Итак, слово сыну Лаврентия Павловича. В тот день утром было запланировано заседание Президиума ЦК, вспоминает Серго Лаврентьевич, где с речью должен был выступить и Берия. Накануне он дома сказал, что намерен раскритиковать тогдашнего министра госбезопасности Игнатьева, считая, что именно министром были инспирированы так называемые мингрельское дело и дело врачей и что это было направлено против него, Берии.

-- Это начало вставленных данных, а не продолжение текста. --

pub mod bytecode;
pub mod graph;
pub mod linker;

use std::io;

use crate::bytecode::{BytecodeReader, Program};
use crate::graph::Graph;
use crate::linker::loader::Linker;

///Ways in which a compiled program can be structurally invalid. Any of these
///means the buffer cannot be linked; retrying without changing the input
///cannot succeed.
#[derive(Debug, Clone, PartialEq, Eq)]
pub enum MalformedProgram {
    UnknownOpcode(u8, u16),
    UnterminatedOperand(u16),
    InvalidOperand(u16),
    BadMagic(u8),
    ProgramTooLarge(usize),
    OffsetOutOfRange(u16),
    LocationCollision(u16),
    DanglingReference(u16),
}

#[derive(Debug, Clone, PartialEq, Eq)]
pub enum LinkError {
    MalformedProgram(MalformedProgram),
    UnexpectedEnd,
}

impl From<MalformedProgram> for LinkError {
    fn from(m: MalformedProgram) -> Self {
        Self::MalformedProgram(m)
    }
}

impl From<io::Error> for LinkError {
    fn from(_: io::Error) -> Self {
        Self::UnexpectedEnd
    }
}

///Validate the magic byte of a compiled program and link it into a node
///graph with the default bytecode reader.
pub fn link_program(bytes: &[u8]) -> Result<Graph, LinkError> {
    let program = Program::new(bytes.to_vec())?;
    let linker = Linker::new(Box::new(BytecodeReader));

    linker.link(program.bytes(), program.entry())
}
use byteorder::{BigEndian, ReadBytesExt, WriteBytesExt};
use num_enum::{IntoPrimitive, TryFromPrimitive};
use std::convert::{TryFrom, TryInto};
use std::io::Cursor;

use crate::linker::loader::ProgramSource;
use crate::{LinkError, MalformedProgram};

///First byte of every compiled program, written by the pattern compiler.
pub const MAGIC: u8 = 0o234;

///Opcodes of the compiled program, one byte each. The OPEN/CLOSE bytes are
///ranges: OPEN+1 is group number 1 and so on, up to group 9.
#[derive(Debug, Copy, Clone, PartialEq, Eq, TryFromPrimitive, IntoPrimitive)]
#[repr(u8)]
pub enum Opcode {
    End = 0,
    Bol = 1,
    Eol = 2,
    Any = 3,
    AnyOf = 4,
    AnyBut = 5,
    Branch = 6,
    Back = 7,
    Exactly = 8,
    Nothing = 9,
    Star = 10,
    Plus = 11,
    #[num_enum(alternatives = [21, 22, 23, 24, 25, 26, 27, 28, 29])]
    Open = 20,
    #[num_enum(alternatives = [31, 32, 33, 34, 35, 36, 37, 38, 39])]
    Close = 30,
}

impl Opcode {
    ///Branch and the repetition opcodes carry a second offset field.
    pub fn has_alt(self) -> bool {
        matches!(self, Opcode::Branch | Opcode::Star | Opcode::Plus)
    }

    ///Literal and character-class opcodes carry a NUL-terminated operand.
    pub fn has_operand(self) -> bool {
        matches!(self, Opcode::Exactly | Opcode::AnyOf | Opcode::AnyBut)
    }
}

///One decoded instruction. Offsets in the wire format are relative and
///signed; the targets here are already translated to absolute locations.
#[derive(Debug, Clone, PartialEq, Eq)]
pub struct Instruction {
    pub location: u16,
    pub opcode: Opcode,
    ///The opcode byte as stored. For Open/Close the group index is encoded
    ///here, on top of the base opcode value.
    pub raw_opcode: u8,
    pub operand: Option<String>,
    pub next_target: u16,
    pub alt_target: Option<u16>,
}

///Decode the instruction beginning at `location`, returning it together
///with the location immediately following it in storage order.
pub fn decode(buffer: &[u8], location: u16) -> Result<(Instruction, u16), LinkError> {
    let mut cursor = Cursor::new(buffer);
    cursor.set_position(location as u64);

    let raw_opcode = cursor.read_u8()?;
    let opcode = Opcode::try_from(raw_opcode)
        .map_err(|_| MalformedProgram::UnknownOpcode(raw_opcode, location))?;

    let next_offset = cursor.read_i16::<BigEndian>()?;

    let alt_offset = if opcode.has_alt() {
        Option::Some(cursor.read_i16::<BigEndian>()?)
    } else {
        Option::None
    };

    let operand = if opcode.has_operand() {
        Option::Some(read_operand(&mut cursor, location)?)
    } else {
        Option::None
    };

    let next_target = resolve_target(location, next_offset)?;
    let alt_target = match alt_offset {
        Some(offset) => Option::Some(resolve_target(location, offset)?),
        None => Option::None,
    };

    let after: u16 = cursor
        .position()
        .try_into()
        .map_err(|_| MalformedProgram::ProgramTooLarge(buffer.len()))?;

    Result::Ok((
        Instruction {
            location,
            opcode,
            raw_opcode,
            operand,
            next_target,
            alt_target,
        },
        after,
    ))
}

fn read_operand(cursor: &mut Cursor<&[u8]>, location: u16) -> Result<String, LinkError> {
    let mut bytes = Vec::new();

    loop {
        let byte = cursor
            .read_u8()
            .map_err(|_| MalformedProgram::UnterminatedOperand(location))?;

        if byte == 0 {
            break;
        }

        bytes.push(byte);
    }

    String::from_utf8(bytes)
        .map_err(|_| LinkError::from(MalformedProgram::InvalidOperand(location)))
}

fn resolve_target(location: u16, offset: i16) -> Result<u16, MalformedProgram> {
    let target = location as i32 + offset as i32;

    target
        .try_into()
        .map_err(|_| MalformedProgram::OffsetOutOfRange(location))
}

///The default program-source capability: decodes instructions straight from
///the raw buffer.
pub struct BytecodeReader;

impl ProgramSource for BytecodeReader {
    fn decode(&self, buffer: &[u8], location: u16) -> Result<(Instruction, u16), LinkError> {
        decode(buffer, location)
    }
}

///A compiled program as handed over by the pattern compiler: the magic byte
///followed by the instruction stream. Instruction locations are offsets into
///this buffer, so the first instruction lives at location 1.
#[derive(Debug, Clone, PartialEq, Eq)]
pub struct Program {
    bytes: Vec<u8>,
}

impl Program {
    pub fn new(bytes: Vec<u8>) -> Result<Self, LinkError> {
        if bytes.len() > u16::MAX as usize {
            return Result::Err(MalformedProgram::ProgramTooLarge(bytes.len()).into());
        }

        let magic = *bytes.get(0).ok_or(LinkError::UnexpectedEnd)?;

        if magic != MAGIC {
            return Result::Err(MalformedProgram::BadMagic(magic).into());
        }

        Result::Ok(Self { bytes })
    }

    pub fn entry(&self) -> u16 {
        1
    }

    pub fn bytes(&self) -> &[u8] {
        &self.bytes
    }
}

struct BuilderEntry {
    location: u16,
    opcode: Opcode,
    raw_opcode: u8,
    operand: Option<String>,
    next: Option<u16>,
    alt: Option<u16>,
}

///Emits programs in the wire format, standing in for the external pattern
///compiler. Locations are assigned in storage order starting at 1; targets
///are patched by absolute location and serialized as relative offsets. An
///unpatched edge defaults to the following instruction (or the instruction
///itself, for the last one).
///
/// ```
/// use reglink::bytecode::{Opcode, ProgramBuilder, MAGIC};
///
/// let mut builder = ProgramBuilder::new();
/// let literal = builder.push(Opcode::Exactly, Some("abc"));
/// let end = builder.push(Opcode::End, None);
/// builder.set_next(literal, end);
///
/// let program = builder.build();
/// assert_eq!(program[0], MAGIC);
/// ```
pub struct ProgramBuilder {
    entries: Vec<BuilderEntry>,
    cursor: u16,
}

impl ProgramBuilder {
    pub fn new() -> Self {
        Self {
            entries: Vec::new(),
            cursor: 1,
        }
    }

    ///Append an instruction, returning the location it was placed at.
    pub fn push(&mut self, opcode: Opcode, operand: Option<&str>) -> u16 {
        self.push_raw(opcode.into(), opcode, operand)
    }

    ///Append an Open or Close instruction for the given group index, 0-9.
    pub fn push_group(&mut self, opcode: Opcode, index: u8) -> u16 {
        assert!(index <= 9, "Group indices run 0 through 9");

        self.push_raw(u8::from(opcode) + index, opcode, Option::None)
    }

    fn push_raw(&mut self, raw_opcode: u8, opcode: Opcode, operand: Option<&str>) -> u16 {
        let location = self.cursor;

        let mut size: u16 = 3;
        if opcode.has_alt() {
            size += 2;
        }
        if let Some(operand) = operand {
            let operand_size: u16 = (operand.len() + 1)
                .try_into()
                .expect("Operand does not fit in one instruction");
            size = size.checked_add(operand_size).expect("Program too large");
        }

        self.entries.push(BuilderEntry {
            location,
            opcode,
            raw_opcode,
            operand: operand.map(String::from),
            next: Option::None,
            alt: Option::None,
        });

        self.cursor = self.cursor.checked_add(size).expect("Program too large");
        location
    }

    pub fn set_next(&mut self, at: u16, target: u16) {
        self.entry_mut(at).next = Option::Some(target);
    }

    pub fn set_alt(&mut self, at: u16, target: u16) {
        self.entry_mut(at).alt = Option::Some(target);
    }

    fn entry_mut(&mut self, at: u16) -> &mut BuilderEntry {
        self.entries
            .iter_mut()
            .find(|entry| entry.location == at)
            .expect("No instruction at this location")
    }

    pub fn build(&self) -> Vec<u8> {
        let mut cursor: Cursor<Vec<u8>> = Cursor::new(Vec::new());

        cursor.write_u8(MAGIC).unwrap();

        for (index, entry) in self.entries.iter().enumerate() {
            let following = self
                .entries
                .get(index + 1)
                .map(|next_entry| next_entry.location)
                .unwrap_or(entry.location);

            cursor.write_u8(entry.raw_opcode).unwrap();

            let next = entry.next.unwrap_or(following);
            cursor
                .write_i16::<BigEndian>((next as i32 - entry.location as i32) as i16)
                .unwrap();

            if entry.opcode.has_alt() {
                let alt = entry.alt.unwrap_or(following);
                cursor
                    .write_i16::<BigEndian>((alt as i32 - entry.location as i32) as i16)
                    .unwrap();
            }

            if let Some(operand) = &entry.operand {
                for byte in operand.as_bytes() {
                    cursor.write_u8(*byte).unwrap();
                }
                cursor.write_u8(0).unwrap();
            }
        }

        cursor.into_inner()
    }
}

impl Default for ProgramBuilder {
    fn default() -> Self {
        Self::new()
    }
}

Здесь я никак не могу удержаться от зуда нетерпеливости и даже вынужден буду прервать воспоминания Серго Лаврентьевича для небольшого комментария. Сын Берии говорит святую правду: действительно, к делу кремлевских врачей и мингрельскому делу его отец непричастен. Понимаю, что этим неслыханно смелым заявлением вызываю на себя огонь массового негодования и страшных обвинений, ведь почти сорок лет людям вдалбливали: именно кровавый палач Берия виновен в аресте и пытках старых профессоров, лечивших Сталина, именно по требованию Берии из них выбивали признания в зловещих замыслах умертвить вождя и его верных соратников, что должно было послужить началом новых, невиданных прежде, репрессий. Увы, исторические факты не подтверждают этого прочно усвоенного массовым сознанием обвинения-мифа. Для чего и кто запустил его в оборот, станет ясно несколько позднее, когда речь пойдет о противоборстве среди старой гвардии Сталина после его смерти.